— What you should do —
Find every line containing "Display" in the records below and report the tally as a bare number.

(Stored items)
◆ ◆ ◆ ◆ ◆ ◆ ◆

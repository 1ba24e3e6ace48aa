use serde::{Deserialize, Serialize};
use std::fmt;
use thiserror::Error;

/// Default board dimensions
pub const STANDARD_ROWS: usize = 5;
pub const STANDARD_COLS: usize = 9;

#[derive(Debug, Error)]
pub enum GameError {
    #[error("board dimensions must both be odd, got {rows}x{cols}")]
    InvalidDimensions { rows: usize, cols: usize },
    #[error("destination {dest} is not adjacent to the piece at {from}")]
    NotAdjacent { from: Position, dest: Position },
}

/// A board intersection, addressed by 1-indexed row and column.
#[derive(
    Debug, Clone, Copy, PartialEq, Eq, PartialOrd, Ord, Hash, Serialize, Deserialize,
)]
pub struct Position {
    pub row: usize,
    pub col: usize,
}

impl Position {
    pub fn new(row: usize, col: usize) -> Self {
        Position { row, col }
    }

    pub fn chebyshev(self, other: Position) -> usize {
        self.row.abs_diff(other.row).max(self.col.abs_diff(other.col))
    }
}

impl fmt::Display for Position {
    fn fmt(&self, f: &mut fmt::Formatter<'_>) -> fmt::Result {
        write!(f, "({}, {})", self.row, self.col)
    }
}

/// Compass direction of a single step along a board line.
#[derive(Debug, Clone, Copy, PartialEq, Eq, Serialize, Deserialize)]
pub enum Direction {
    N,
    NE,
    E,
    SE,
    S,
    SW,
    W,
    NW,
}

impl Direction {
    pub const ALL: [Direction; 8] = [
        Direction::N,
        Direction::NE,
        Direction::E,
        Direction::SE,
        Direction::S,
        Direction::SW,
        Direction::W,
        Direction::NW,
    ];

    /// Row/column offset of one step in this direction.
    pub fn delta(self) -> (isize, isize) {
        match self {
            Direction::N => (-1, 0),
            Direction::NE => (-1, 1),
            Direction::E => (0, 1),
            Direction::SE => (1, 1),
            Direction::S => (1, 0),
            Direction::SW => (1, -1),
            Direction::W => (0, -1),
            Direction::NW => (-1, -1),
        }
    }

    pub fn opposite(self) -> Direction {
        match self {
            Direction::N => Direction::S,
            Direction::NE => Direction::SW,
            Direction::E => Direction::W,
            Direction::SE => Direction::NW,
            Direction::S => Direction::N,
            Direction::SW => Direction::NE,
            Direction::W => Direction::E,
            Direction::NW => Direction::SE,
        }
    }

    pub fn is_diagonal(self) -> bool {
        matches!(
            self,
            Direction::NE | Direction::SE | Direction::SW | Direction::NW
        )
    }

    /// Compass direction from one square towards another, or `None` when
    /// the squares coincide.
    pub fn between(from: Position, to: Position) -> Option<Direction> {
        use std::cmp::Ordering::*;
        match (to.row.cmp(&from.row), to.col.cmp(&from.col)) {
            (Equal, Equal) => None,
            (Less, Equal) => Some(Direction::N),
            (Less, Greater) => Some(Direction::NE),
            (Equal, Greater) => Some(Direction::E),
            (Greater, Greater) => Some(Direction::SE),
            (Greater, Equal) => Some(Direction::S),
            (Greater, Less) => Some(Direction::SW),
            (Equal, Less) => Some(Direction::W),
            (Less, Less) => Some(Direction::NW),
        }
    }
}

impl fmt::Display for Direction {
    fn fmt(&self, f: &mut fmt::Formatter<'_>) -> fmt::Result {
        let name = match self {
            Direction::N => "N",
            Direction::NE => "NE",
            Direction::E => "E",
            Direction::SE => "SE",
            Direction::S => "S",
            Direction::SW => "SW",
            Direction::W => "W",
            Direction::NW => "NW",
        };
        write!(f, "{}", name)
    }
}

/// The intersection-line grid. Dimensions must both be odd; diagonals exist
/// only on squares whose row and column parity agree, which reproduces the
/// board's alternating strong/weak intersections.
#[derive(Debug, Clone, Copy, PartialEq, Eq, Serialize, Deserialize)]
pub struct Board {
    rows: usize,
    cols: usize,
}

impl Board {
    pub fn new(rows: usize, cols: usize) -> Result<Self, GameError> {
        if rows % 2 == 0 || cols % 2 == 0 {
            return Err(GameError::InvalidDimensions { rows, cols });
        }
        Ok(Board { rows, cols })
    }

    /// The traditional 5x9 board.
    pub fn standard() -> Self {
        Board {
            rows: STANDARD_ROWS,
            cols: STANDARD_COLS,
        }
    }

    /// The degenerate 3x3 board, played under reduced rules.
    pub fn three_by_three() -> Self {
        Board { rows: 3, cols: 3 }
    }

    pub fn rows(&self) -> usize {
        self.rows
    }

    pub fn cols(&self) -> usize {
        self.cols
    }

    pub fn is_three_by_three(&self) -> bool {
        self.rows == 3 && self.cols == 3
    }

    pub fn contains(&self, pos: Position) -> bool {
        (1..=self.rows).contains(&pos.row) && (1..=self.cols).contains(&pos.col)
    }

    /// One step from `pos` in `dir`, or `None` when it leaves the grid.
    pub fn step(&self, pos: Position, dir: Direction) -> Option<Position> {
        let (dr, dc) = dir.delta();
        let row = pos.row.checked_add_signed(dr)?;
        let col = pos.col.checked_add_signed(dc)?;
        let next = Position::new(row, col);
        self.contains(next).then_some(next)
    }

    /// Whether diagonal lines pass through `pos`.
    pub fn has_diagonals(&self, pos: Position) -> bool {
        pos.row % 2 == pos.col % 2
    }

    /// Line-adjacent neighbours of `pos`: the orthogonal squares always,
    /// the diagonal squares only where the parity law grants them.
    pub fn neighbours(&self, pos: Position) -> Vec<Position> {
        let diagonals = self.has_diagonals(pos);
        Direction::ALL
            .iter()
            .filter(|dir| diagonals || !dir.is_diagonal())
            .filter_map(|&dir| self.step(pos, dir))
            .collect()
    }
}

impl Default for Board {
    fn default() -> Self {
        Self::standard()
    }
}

◆ ◆ ◆ ◆ ◆ ◆ ◆

— Reply —
2